Outbreaks of H7N3 avian flu between 25 March and 1 April 2013 have led to almost four million poultry deaths in Guanajuato and Jalisco states, reported on 1 April 2013. Official figures indicate that 1,984,000 broilers, 847,000 breeders, and 918,221 laying hens have died, for a total of 3,749,221, on 52 farms and in four backyard flocks. In addition, more than 131 million vaccine doses have been administered to flocks in Jalisco, Aguascalientes, and Guanajuato states, as well as in nine additional “federal entities”. So far, 117 of 158 farms in Guanajuato have already been inspected by officials, and H7N3 was found on 25 of them, as well as in two of 195 backyard flocks. In Jalisco, 27 of 535 farms and two of 135 backyard flocks tested positive. The outbreaks have cost farmers $32 million. Mexico culled about 3.8 million birds in 2012 to help prevent disease spread after multiple H7N3 outbreaks in Jalisco.

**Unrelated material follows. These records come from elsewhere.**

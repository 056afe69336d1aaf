use std::sync::Arc;

use async_trait::async_trait;
use shared::{
    domain::{BlacklistEntryId, BlacklistedCreator, Creator, CreatorId, InterestingLink, LinkId},
    error::{ApiError, ErrorCode},
    protocol::MutationAck,
};

pub type GatewayResult<T> = Result<T, ApiError>;

/// Async request/response seam to the backend store, one method per verb.
/// The backend owns all persistent state; callers hold cached copies only.
#[async_trait]
pub trait CommandGateway: Send + Sync {
    async fn read_creators(&self) -> GatewayResult<Vec<Creator>>;
    async fn create_creator(
        &self,
        name: String,
        homepage: String,
        rate: i32,
    ) -> GatewayResult<MutationAck>;
    async fn update_creator(
        &self,
        id: CreatorId,
        name: String,
        homepage: String,
        rate: i32,
    ) -> GatewayResult<MutationAck>;
    async fn delete_creator(&self, id: CreatorId) -> GatewayResult<MutationAck>;

    async fn read_blacklisted_creators(&self) -> GatewayResult<Vec<BlacklistedCreator>>;
    async fn create_blacklisted_creator(
        &self,
        creator_id: CreatorId,
        reason: String,
        date: String,
    ) -> GatewayResult<MutationAck>;
    async fn update_blacklisted_creator(
        &self,
        id: BlacklistEntryId,
        creator_id: CreatorId,
        reason: String,
        date: String,
    ) -> GatewayResult<MutationAck>;
    async fn delete_blacklisted_creator(&self, id: BlacklistEntryId) -> GatewayResult<MutationAck>;

    async fn read_interesting_links(&self) -> GatewayResult<Vec<InterestingLink>>;
    async fn create_interesting_link(
        &self,
        url: String,
        source: Option<String>,
        downloaded: bool,
        date: Option<String>,
    ) -> GatewayResult<MutationAck>;
    async fn update_interesting_link(
        &self,
        id: LinkId,
        url: String,
        source: Option<String>,
        downloaded: bool,
        date: Option<String>,
    ) -> GatewayResult<MutationAck>;
    async fn delete_interesting_link(&self, id: LinkId) -> GatewayResult<MutationAck>;
}

fn unavailable() -> ApiError {
    ApiError::new(ErrorCode::Unavailable, "command gateway is unavailable")
}

/// Stand-in used before a real gateway is wired up; every verb fails.
pub struct MissingCommandGateway;

#[async_trait]
impl CommandGateway for MissingCommandGateway {
    async fn read_creators(&self) -> GatewayResult<Vec<Creator>> {
        Err(unavailable())
    }

    async fn create_creator(
        &self,
        _name: String,
        _homepage: String,
        _rate: i32,
    ) -> GatewayResult<MutationAck> {
        Err(unavailable())
    }

    async fn update_creator(
        &self,
        _id: CreatorId,
        _name: String,
        _homepage: String,
        _rate: i32,
    ) -> GatewayResult<MutationAck> {
        Err(unavailable())
    }

    async fn delete_creator(&self, _id: CreatorId) -> GatewayResult<MutationAck> {
        Err(unavailable())
    }

    async fn read_blacklisted_creators(&self) -> GatewayResult<Vec<BlacklistedCreator>> {
        Err(unavailable())
    }

    async fn create_blacklisted_creator(
        &self,
        _creator_id: CreatorId,
        _reason: String,
        _date: String,
    ) -> GatewayResult<MutationAck> {
        Err(unavailable())
    }

    async fn update_blacklisted_creator(
        &self,
        _id: BlacklistEntryId,
        _creator_id: CreatorId,
        _reason: String,
        _date: String,
    ) -> GatewayResult<MutationAck> {
        Err(unavailable())
    }

    async fn delete_blacklisted_creator(&self, _id: BlacklistEntryId) -> GatewayResult<MutationAck> {
        Err(unavailable())
    }

    async fn read_interesting_links(&self) -> GatewayResult<Vec<InterestingLink>> {
        Err(unavailable())
    }

    async fn create_interesting_link(
        &self,
        _url: String,
        _source: Option<String>,
        _downloaded: bool,
        _date: Option<String>,
    ) -> GatewayResult<MutationAck> {
        Err(unavailable())
    }

    async fn update_interesting_link(
        &self,
        _id: LinkId,
        _url: String,
        _source: Option<String>,
        _downloaded: bool,
        _date: Option<String>,
    ) -> GatewayResult<MutationAck> {
        Err(unavailable())
    }

    async fn delete_interesting_link(&self, _id: LinkId) -> GatewayResult<MutationAck> {
        Err(unavailable())
    }
}

/// Read-side seam for [`crate::store::EntityStore`]: how one collection is
/// fetched in full from the gateway.
#[async_trait]
pub trait CollectionSource<T>: Send + Sync {
    async fn fetch_all(&self) -> GatewayResult<Vec<T>>;
}

pub struct CreatorSource(pub Arc<dyn CommandGateway>);

#[async_trait]
impl CollectionSource<Creator> for CreatorSource {
    async fn fetch_all(&self) -> GatewayResult<Vec<Creator>> {
        self.0.read_creators().await
    }
}

pub struct BlacklistSource(pub Arc<dyn CommandGateway>);

#[async_trait]
impl CollectionSource<BlacklistedCreator> for BlacklistSource {
    async fn fetch_all(&self) -> GatewayResult<Vec<BlacklistedCreator>> {
        self.0.read_blacklisted_creators().await
    }
}

pub struct LinkSource(pub Arc<dyn CommandGateway>);

#[async_trait]
impl CollectionSource<InterestingLink> for LinkSource {
    async fn fetch_all(&self) -> GatewayResult<Vec<InterestingLink>> {
        self.0.read_interesting_links().await
    }
}
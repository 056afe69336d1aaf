use serde::{Deserialize, Serialize};

use crate::{
    domain::{BlacklistEntryId, BlacklistedCreator, Creator, CreatorId, InterestingLink, LinkId},
    error::ApiError,
};

/// One verb per entity-operation. Every text field is expected to be
/// sanitized before a command is transmitted; dates travel as locale
/// `DD/MM/YYYY` text and are not calendar-validated here.
#[derive(Debug, Clone, PartialEq, Serialize, Deserialize)]
#[serde(tag = "verb", content = "payload", rename_all = "snake_case")]
pub enum GatewayCommand {
    ReadCreators,
    CreateCreator {
        name: String,
        homepage: String,
        rate: i32,
    },
    UpdateCreator {
        id: CreatorId,
        name: String,
        homepage: String,
        rate: i32,
    },
    DeleteCreator {
        id: CreatorId,
    },
    ReadBlacklistedCreators,
    CreateBlacklistedCreator {
        creator_id: CreatorId,
        reason: String,
        date: String,
    },
    UpdateBlacklistedCreator {
        id: BlacklistEntryId,
        creator_id: CreatorId,
        reason: String,
        date: String,
    },
    DeleteBlacklistedCreator {
        id: BlacklistEntryId,
    },
    ReadInterestingLinks,
    CreateInterestingLink {
        url: String,
        source: Option<String>,
        downloaded: bool,
        date: Option<String>,
    },
    UpdateInterestingLink {
        id: LinkId,
        url: String,
        source: Option<String>,
        downloaded: bool,
        date: Option<String>,
    },
    DeleteInterestingLink {
        id: LinkId,
    },
}

/// Acknowledgement for a successful mutation, carrying the backend's
/// human-readable message (e.g. "Creator deleted successfully").
#[derive(Debug, Clone, PartialEq, Eq, Serialize, Deserialize)]
pub struct MutationAck {
    pub message: String,
}

impl MutationAck {
    pub fn new(message: impl Into<String>) -> Self {
        Self {
            message: message.into(),
        }
    }
}

#[derive(Debug, Clone, PartialEq, Serialize, Deserialize)]
#[serde(tag = "type", content = "payload", rename_all = "snake_case")]
pub enum GatewayReply {
    Creators(Vec<Creator>),
    BlacklistedCreators(Vec<BlacklistedCreator>),
    InterestingLinks(Vec<InterestingLink>),
    Ack(MutationAck),
    Error(ApiError),
}
use tracing::debug;

/// Wraps destructive actions behind an explicit confirmation step.
///
/// At most one action is pending at a time. A new `request` replaces the
/// pending action (last request wins) instead of queuing, so destructive
/// actions are never silently queued or executed out of order. `confirm`
/// hands the action to the caller for exactly-once execution.
#[derive(Debug, Default)]
pub struct ConfirmationGate<A> {
    pending: Option<A>,
}

impl<A> ConfirmationGate<A> {
    pub fn new() -> Self {
        Self { pending: None }
    }

    /// Returns the displaced action if an earlier request was still pending.
    pub fn request(&mut self, action: A) -> Option<A> {
        let displaced = self.pending.replace(action);
        if displaced.is_some() {
            debug!("gate: pending confirmation replaced by a newer request");
        }
        displaced
    }

    pub fn confirm(&mut self) -> Option<A> {
        self.pending.take()
    }

    pub fn cancel(&mut self) {
        self.pending = None;
    }

    pub fn pending(&self) -> Option<&A> {
        self.pending.as_ref()
    }

    pub fn is_pending(&self) -> bool {
        self.pending.is_some()
    }
}

#[cfg(test)]
mod tests {
    use super::*;

    #[test]
    fn last_request_wins_over_earlier_pending_action() {
        let mut gate = ConfirmationGate::new();
        assert!(gate.request("delete-1").is_none());
        assert_eq!(gate.request("delete-2"), Some("delete-1"));

        assert_eq!(gate.confirm(), Some("delete-2"));
        // The displaced action must never run.
        assert_eq!(gate.confirm(), None);
    }

    #[test]
    fn cancel_clears_without_executing() {
        let mut gate = ConfirmationGate::new();
        gate.request("delete-1");
        gate.cancel();
        assert!(!gate.is_pending());
        assert_eq!(gate.confirm(), None);
    }
}
//! DSA over the groups in [`DlGroup`].
//!
//! The algorithm identifier carries the domain parameters; key bits are the
//! bare DER integers `y` and `x`. Like ECDSA, signatures are two fixed-width
//! parts `r || s` with an RFC 6979 nonce.

use crate::crypto::alg_id::AlgorithmIdentifier;
use crate::crypto::families::dl_group::{
    decode_integer, decode_parameters, encode_integer, encode_parameters, DlGroup,
};
use crate::crypto::hash::{emsa1_hash, HashFunction, Hasher};
use crate::crypto::pk_keys::{check_provider, OpResult, PrivateKey, PublicKey};
use crate::crypto::pk_ops::{SignatureOp, VerificationOp};
use crate::crypto::pubkey::der_sig::der_encode_signature;
use crate::error::{CryptoError, Result};
use ::dsa::signature::hazmat::{PrehashSigner, PrehashVerifier};
use ::dsa::{BigUint, Signature, SigningKey, VerifyingKey};
use rand_core::CryptoRngCore;
use zeroize::Zeroizing;

pub const ALGORITHM_NAME: &str = "DSA";

pub struct DsaPublic {
    key: VerifyingKey,
}

impl DsaPublic {
    pub fn from_bits(alg_id: &AlgorithmIdentifier, key_bits: &[u8]) -> Result<Self> {
        let components = decode_parameters(alg_id.parameters())?;
        let y = decode_integer(key_bits)?;
        let key = VerifyingKey::from_components(components, y)
            .map_err(|_| CryptoError::Decoding("Invalid DSA public key".to_string()))?;
        Ok(Self { key })
    }
}

pub struct DsaPrivate {
    key: SigningKey,
}

impl DsaPrivate {
    pub fn generate(rng: &mut dyn CryptoRngCore, group: DlGroup) -> Self {
        let components = group.components(rng);
        let mut rng = rng;
        Self {
            key: SigningKey::generate(&mut rng, components),
        }
    }

    pub fn from_bits(alg_id: &AlgorithmIdentifier, key_bits: &[u8]) -> Result<Self> {
        let components = decode_parameters(alg_id.parameters())?;
        let x = Zeroizing::new(decode_integer(key_bits)?);
        let y = components.g().modpow(&x, components.p());
        let public = VerifyingKey::from_components(components, y)
            .map_err(|_| CryptoError::Decoding("Invalid DSA key".to_string()))?;
        let key = SigningKey::from_components(public, (*x).clone())
            .map_err(|_| CryptoError::Decoding("Invalid DSA private key".to_string()))?;
        Ok(Self { key })
    }
}

/// Big-endian `n` left-padded to `width` bytes.
fn to_fixed(n: &BigUint, width: usize) -> Vec<u8> {
    let bytes = n.to_bytes_be();
    let mut out = vec![0u8; width.saturating_sub(bytes.len())];
    out.extend_from_slice(&bytes);
    out
}

/// Leftmost `q` bytes of the digest.
fn truncate_digest(digest: &[u8], q_bytes: usize) -> &[u8] {
    &digest[..digest.len().min(q_bytes)]
}

fn q_bytes(key: &VerifyingKey) -> usize {
    (key.components().q().bits() + 7) / 8
}

/// NIST SP 800-57 comparable strengths for `p`, capped by half of `q`.
fn dl_work_factor(p_bits: usize, q_bits: usize) -> usize {
    let p_strength = match p_bits {
        b if b >= 15360 => 256,
        b if b >= 7680 => 192,
        b if b >= 3072 => 128,
        b if b >= 2048 => 112,
        b if b >= 1024 => 80,
        _ => 0,
    };
    p_strength.min(q_bits / 2)
}

/// Access to the public half, shared by both key types.
trait DsaPublicParts {
    fn dsa_public(&self) -> &VerifyingKey;
}

impl DsaPublicParts for DsaPublic {
    fn dsa_public(&self) -> &VerifyingKey {
        &self.key
    }
}

impl DsaPublicParts for DsaPrivate {
    fn dsa_public(&self) -> &VerifyingKey {
        self.key.verifying_key()
    }
}

macro_rules! dsa_public_common {
    () => {
        fn algorithm_name(&self) -> &'static str {
            ALGORITHM_NAME
        }

        fn algorithm_identifier(&self) -> AlgorithmIdentifier {
            AlgorithmIdentifier::new(
                ALGORITHM_NAME,
                encode_parameters(self.dsa_public().components()),
            )
        }

        fn public_key_bits(&self) -> Vec<u8> {
            encode_integer(self.dsa_public().y())
        }

        fn key_length(&self) -> usize {
            self.dsa_public().components().p().bits()
        }

        fn estimated_strength(&self) -> usize {
            let components = self.dsa_public().components();
            dl_work_factor(components.p().bits(), components.q().bits())
        }

        fn message_parts(&self) -> usize {
            2
        }

        fn message_part_size(&self) -> usize {
            q_bytes(self.dsa_public())
        }

        fn create_verification_op<'k>(
            &'k self,
            params: &str,
            provider: &str,
        ) -> OpResult<dyn VerificationOp + 'k> {
            check_provider(ALGORITHM_NAME, provider)?;
            let hash = emsa1_hash(ALGORITHM_NAME, params)?;
            Ok(Some(Box::new(DsaVerificationOp {
                key: self.dsa_public(),
                hash,
                hasher: hash.hasher(),
            })))
        }
    };
}

impl PublicKey for DsaPublic {
    dsa_public_common!();
}

impl PublicKey for DsaPrivate {
    dsa_public_common!();
}

impl PrivateKey for DsaPrivate {
    fn private_key_bits(&self) -> Zeroizing<Vec<u8>> {
        Zeroizing::new(encode_integer(self.key.x()))
    }

    fn public_key(&self) -> Box<dyn PublicKey> {
        Box::new(DsaPublic {
            key: self.key.verifying_key().clone(),
        })
    }

    fn create_signature_op<'k>(
        &'k self,
        _rng: &mut dyn CryptoRngCore,
        params: &str,
        provider: &str,
    ) -> OpResult<dyn SignatureOp + 'k> {
        check_provider(ALGORITHM_NAME, provider)?;
        let hash = emsa1_hash(ALGORITHM_NAME, params)?;
        Ok(Some(Box::new(DsaSignatureOp {
            key: &self.key,
            hash,
            hasher: hash.hasher(),
        })))
    }
}

struct DsaSignatureOp<'k> {
    key: &'k SigningKey,
    hash: HashFunction,
    hasher: Hasher,
}

impl SignatureOp for DsaSignatureOp<'_> {
    fn update(&mut self, msg: &[u8]) {
        self.hasher.update(msg);
    }

    fn sign(&mut self, _rng: &mut dyn CryptoRngCore) -> Result<Vec<u8>> {
        let digest = self.hasher.finalize_reset();
        let width = q_bytes(self.key.verifying_key());
        let sig: Signature = self
            .key
            .sign_prehash(truncate_digest(&digest, width))
            .map_err(|e| CryptoError::Internal(format!("DSA signing failed: {}", e)))?;

        let mut out = to_fixed(sig.r(), width);
        out.extend_from_slice(&to_fixed(sig.s(), width));
        Ok(out)
    }

    fn signature_length(&self) -> usize {
        2 * q_bytes(self.key.verifying_key())
    }

    fn hash_function(&self) -> String {
        self.hash.name().to_string()
    }

    fn algorithm_identifier(&self) -> AlgorithmIdentifier {
        AlgorithmIdentifier::from_name(format!("{}/{}", ALGORITHM_NAME, self.hash.name()))
    }
}

struct DsaVerificationOp<'k> {
    key: &'k VerifyingKey,
    hash: HashFunction,
    hasher: Hasher,
}

impl VerificationOp for DsaVerificationOp<'_> {
    fn update(&mut self, msg: &[u8]) {
        self.hasher.update(msg);
    }

    fn is_valid_signature(&mut self, sig: &[u8]) -> Result<bool> {
        let digest = self.hasher.finalize_reset();
        let width = q_bytes(self.key);
        if sig.len() != 2 * width {
            return Ok(false);
        }

        let Ok(sig) = der_encode_signature(sig, 2, width)
            .map_err(|_| ())
            .and_then(|der| Signature::try_from(der.as_slice()).map_err(|_| ()))
        else {
            return Ok(false);
        };
        Ok(self
            .key
            .verify_prehash(truncate_digest(&digest, width), &sig)
            .is_ok())
    }

    fn hash_function(&self) -> String {
        self.hash.name().to_string()
    }
}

Highly pathogenic H7N3 avian flu has killed more than 400,000 poultry on nine farms and in four village flocks in Jalisco and Guanajuato states in Mexico, according to the World Organization for Animal Health (OIE) on 23 March 2013. Among almost 2.5 million susceptible birds, officials have confirmed 473,306 cases and 406,509 poultry deaths in the 13 outbreaks combined. On the farms, outbreaks have ranged from 100 to 396,200 cases and from 100 to 388,499 bird deaths. Five of the nine affected farms are in Guanajuato, but the farm that houses almost 400,000 of the infected birds is in Jalisco. The village outbreaks have affected just a handful of birds at each of four locations, two in each state. All of the outbreaks began in February 2013. The two states have been at the center of H7N3 outbreaks in 2012 and 2013 that have killed millions of birds.